TASK GOAL
Search the entries for the word "SvcHost". Copy every line that holds it.

SOURCE INFORMATION
::::
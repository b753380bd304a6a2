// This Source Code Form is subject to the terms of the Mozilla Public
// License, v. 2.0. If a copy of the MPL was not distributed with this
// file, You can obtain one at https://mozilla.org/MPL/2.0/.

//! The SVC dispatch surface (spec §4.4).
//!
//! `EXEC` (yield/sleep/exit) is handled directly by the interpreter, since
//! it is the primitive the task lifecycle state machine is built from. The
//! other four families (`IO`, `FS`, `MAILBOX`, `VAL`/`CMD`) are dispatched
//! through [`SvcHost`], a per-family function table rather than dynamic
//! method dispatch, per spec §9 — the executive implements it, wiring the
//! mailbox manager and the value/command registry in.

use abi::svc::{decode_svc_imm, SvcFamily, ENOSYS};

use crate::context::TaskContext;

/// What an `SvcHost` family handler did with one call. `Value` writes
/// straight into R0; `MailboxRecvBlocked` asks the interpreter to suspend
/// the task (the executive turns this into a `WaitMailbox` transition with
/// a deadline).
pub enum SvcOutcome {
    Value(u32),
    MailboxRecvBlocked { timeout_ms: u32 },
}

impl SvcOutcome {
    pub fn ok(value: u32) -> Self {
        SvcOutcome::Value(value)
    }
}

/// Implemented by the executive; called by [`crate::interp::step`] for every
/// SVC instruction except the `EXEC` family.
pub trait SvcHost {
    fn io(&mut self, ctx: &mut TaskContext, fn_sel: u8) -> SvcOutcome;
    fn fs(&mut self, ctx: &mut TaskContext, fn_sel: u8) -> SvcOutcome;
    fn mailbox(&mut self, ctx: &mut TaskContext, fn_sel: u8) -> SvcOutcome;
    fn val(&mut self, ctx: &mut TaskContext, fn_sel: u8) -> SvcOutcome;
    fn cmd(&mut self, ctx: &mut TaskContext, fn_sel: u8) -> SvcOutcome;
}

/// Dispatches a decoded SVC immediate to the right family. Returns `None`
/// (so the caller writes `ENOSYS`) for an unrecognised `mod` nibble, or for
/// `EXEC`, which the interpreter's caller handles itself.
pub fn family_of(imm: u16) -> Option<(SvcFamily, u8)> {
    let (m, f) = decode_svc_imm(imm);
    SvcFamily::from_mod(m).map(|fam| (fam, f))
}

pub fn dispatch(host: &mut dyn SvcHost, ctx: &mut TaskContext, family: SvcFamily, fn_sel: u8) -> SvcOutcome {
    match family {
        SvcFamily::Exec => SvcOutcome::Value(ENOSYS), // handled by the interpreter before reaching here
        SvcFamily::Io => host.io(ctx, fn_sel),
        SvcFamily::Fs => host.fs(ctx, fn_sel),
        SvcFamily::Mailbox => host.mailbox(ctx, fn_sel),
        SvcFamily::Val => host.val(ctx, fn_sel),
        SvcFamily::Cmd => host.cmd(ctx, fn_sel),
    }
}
::::
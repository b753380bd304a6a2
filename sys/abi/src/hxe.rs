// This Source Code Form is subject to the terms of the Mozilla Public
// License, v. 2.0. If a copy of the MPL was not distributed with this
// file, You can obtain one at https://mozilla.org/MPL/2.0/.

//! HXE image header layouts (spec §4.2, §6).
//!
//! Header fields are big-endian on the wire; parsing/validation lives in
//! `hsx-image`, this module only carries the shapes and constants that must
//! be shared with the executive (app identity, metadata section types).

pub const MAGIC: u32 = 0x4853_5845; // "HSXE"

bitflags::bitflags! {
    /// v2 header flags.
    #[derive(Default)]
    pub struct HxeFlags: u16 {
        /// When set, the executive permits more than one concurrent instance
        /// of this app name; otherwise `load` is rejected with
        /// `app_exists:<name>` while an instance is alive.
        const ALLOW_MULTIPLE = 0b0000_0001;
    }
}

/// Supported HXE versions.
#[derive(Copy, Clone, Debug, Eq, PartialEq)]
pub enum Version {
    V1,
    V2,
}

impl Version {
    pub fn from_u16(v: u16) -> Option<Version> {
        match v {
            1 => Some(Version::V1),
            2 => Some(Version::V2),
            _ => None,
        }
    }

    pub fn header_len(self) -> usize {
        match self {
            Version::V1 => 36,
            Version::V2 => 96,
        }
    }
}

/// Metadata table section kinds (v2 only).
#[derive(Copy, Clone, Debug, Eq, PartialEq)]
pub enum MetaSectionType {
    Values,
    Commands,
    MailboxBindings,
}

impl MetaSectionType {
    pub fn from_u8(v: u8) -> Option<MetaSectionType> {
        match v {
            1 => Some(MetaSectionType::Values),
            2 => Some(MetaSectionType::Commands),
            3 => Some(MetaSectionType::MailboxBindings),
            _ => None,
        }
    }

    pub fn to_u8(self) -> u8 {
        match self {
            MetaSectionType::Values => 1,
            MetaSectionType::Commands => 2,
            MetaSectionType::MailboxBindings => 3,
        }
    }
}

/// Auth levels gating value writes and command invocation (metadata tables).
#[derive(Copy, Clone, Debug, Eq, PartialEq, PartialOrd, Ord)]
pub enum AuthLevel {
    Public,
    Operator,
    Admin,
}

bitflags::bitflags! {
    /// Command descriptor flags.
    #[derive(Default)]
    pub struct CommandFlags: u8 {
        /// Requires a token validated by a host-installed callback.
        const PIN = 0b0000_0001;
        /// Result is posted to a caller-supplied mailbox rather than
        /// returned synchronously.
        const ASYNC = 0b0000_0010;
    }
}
::::
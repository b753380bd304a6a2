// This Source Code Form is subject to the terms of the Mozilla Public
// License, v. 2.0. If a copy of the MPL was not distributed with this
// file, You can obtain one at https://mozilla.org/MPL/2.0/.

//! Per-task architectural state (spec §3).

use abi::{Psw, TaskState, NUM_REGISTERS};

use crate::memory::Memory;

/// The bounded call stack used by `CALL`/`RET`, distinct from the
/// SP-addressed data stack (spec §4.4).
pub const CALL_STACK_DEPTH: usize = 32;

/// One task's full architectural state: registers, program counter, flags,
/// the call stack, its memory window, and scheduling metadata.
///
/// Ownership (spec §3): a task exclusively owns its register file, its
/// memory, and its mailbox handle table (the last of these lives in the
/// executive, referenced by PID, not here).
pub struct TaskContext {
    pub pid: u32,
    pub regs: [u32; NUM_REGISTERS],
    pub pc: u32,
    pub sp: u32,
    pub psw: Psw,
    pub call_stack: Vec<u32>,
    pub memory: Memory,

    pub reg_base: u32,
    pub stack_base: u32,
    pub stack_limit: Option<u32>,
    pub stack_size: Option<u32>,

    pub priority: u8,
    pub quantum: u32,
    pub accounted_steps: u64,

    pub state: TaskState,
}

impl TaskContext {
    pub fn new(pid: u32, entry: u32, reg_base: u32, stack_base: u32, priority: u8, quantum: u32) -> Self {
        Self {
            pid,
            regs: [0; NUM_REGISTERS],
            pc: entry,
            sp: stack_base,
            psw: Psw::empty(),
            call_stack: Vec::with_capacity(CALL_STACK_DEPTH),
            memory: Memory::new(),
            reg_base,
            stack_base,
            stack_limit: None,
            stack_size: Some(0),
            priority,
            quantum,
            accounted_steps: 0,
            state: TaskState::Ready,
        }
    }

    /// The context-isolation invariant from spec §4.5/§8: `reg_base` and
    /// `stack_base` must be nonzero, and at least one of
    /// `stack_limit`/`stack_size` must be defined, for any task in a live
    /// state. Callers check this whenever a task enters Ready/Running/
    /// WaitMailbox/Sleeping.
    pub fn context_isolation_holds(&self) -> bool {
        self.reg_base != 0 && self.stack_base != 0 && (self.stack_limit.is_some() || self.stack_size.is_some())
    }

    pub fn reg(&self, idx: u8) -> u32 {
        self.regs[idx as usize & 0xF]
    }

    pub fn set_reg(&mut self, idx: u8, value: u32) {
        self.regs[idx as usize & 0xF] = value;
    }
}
::::
EXERCISE OUTPUT
//! through [`SvcHost`], a per-family function table rather than dynamic
/// What an `SvcHost` family handler did with one call. `Value` writes
pub trait SvcHost {
pub fn dispatch(host: &mut dyn SvcHost, ctx: &mut TaskContext, family: SvcFamily, fn_sel: u8) -> SvcOutcome {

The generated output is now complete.